1.2.1 transcoding of single parameter
- parse.quote() Chinese character to ascII code
from urllib import parse name="cartoon" asc_name=parse.quote(name)# Chinese character to ascII code print(asc_name) #Result:% E5%8A%A8%E7%94%BB%E7%89%87
- parse.unquote() ascll to Chinese
from urllib import parse name = '%E5%8A%A8%E7%94%BB%E7%89%87' print(parse.unquote(name)) #Result: Animation
1.2.2 transcoding multiple parameters
When sending a request, you often need to pass a lot of parameters. It will be troublesome to splice with string method. Parse The URLEncode () method can convert the dictionary into the request parameters of the url and complete the splicing. You can also use parse parse_ The QS () method returns it to the dictionary.
- parse.urlencode()
- parse.parse_qs()
Example:
from urllib import parse,request #parse. The URLEncode () method converts the dictionary to the request parameter of the url params={"name":"film","name2":"TV play","name3":"cartoon"} asc_name=parse.urlencode(params)# To convert dictionary form to url request parameter form print(asc_name)#name=%E7%94%B5%E5%BD%B1&name2=%E7%94%B5%E8%A7%86%E5%89%A7&name3=%E5%8A%A8%E7%94%BB%E7%89%87 test_url="http://httpbin.org/get?{}".format(asc_name) print(test_url) res=request.urlopen(test_url) print(res.read()) #parse_qs is converted back to its original form new_params=parse.parse_qs(asc_name) print(new_params)#{'name': ['movie'],'name2 ': [' TV play '],'name3': ['cartoon']}
1.3,urllib.error module
1.3.1 URLError and HTTPError
The error module is mainly responsible for handling exceptions. If an error occurs in the request, we can use the error module to handle it, mainly including URLError and HTTPError.
- URLError: it is the base class of the error exception module. Exceptions generated by the request module can be handled with this class.

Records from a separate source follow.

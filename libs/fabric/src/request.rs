use serde::Deserialize;

use crate::codec::{Codec, JsonCodec};
use crate::connection::Connection;
use crate::error::{Error, Result};
use crate::protocol::Task;

/// Perform a single task and decode its response
pub async fn request<Res>(connection: &Connection, task: Task) -> Result<Res>
where
    Res: for<'de> Deserialize<'de>,
{
    let response = single_response(connection, task).await?;
    JsonCodec.decode(&response)
}

/// Perform a single task without inspecting its response
pub async fn send(connection: &Connection, task: Task) -> Result<()> {
    single_response(connection, task).await.map(drop)
}

async fn single_response(connection: &Connection, task: Task) -> Result<String> {
    let envelope = connection.send_tasks(vec![task]).await?;
    envelope
        .responses
        .into_iter()
        .next()
        .ok_or(Error::ResponseMismatch {
            expected: 1,
            actual: 0,
        })
}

- HTTPError: is a subclass of URLError, which mainly contains three attributes:
- Code: status code of the request
- Reason: the reason for the error
- headers: the header of the response
Example:
from urllib import error,request try: res=request.urlopen("https://jianshu.com") print(res.read()) except error.HTTPError as e: print('Requested status code:',e.code) print('Cause of error:',e.reason) print('Response header:',e.headers) ------------result----------------- Requested status code: 403 Cause of error: Forbidden Response header: Server: Tengine Date: Mon, 12 Jul 2021 04:40:02 GMT Content-Type: text/html Content-Length: 584 Connection: close Vary: Accept-Encoding Strict-Transport-Security: max-age=31536000; includeSubDomains; preload
1.4,urllib. Robot parse module
The robot parse module is mainly responsible for processing crawler protocol files, robots Txt parsing. (gentleman's agreement) crawlers generally do not abide by it, so they basically do not use this module;
View robots protocol: add robots after the web address Txt.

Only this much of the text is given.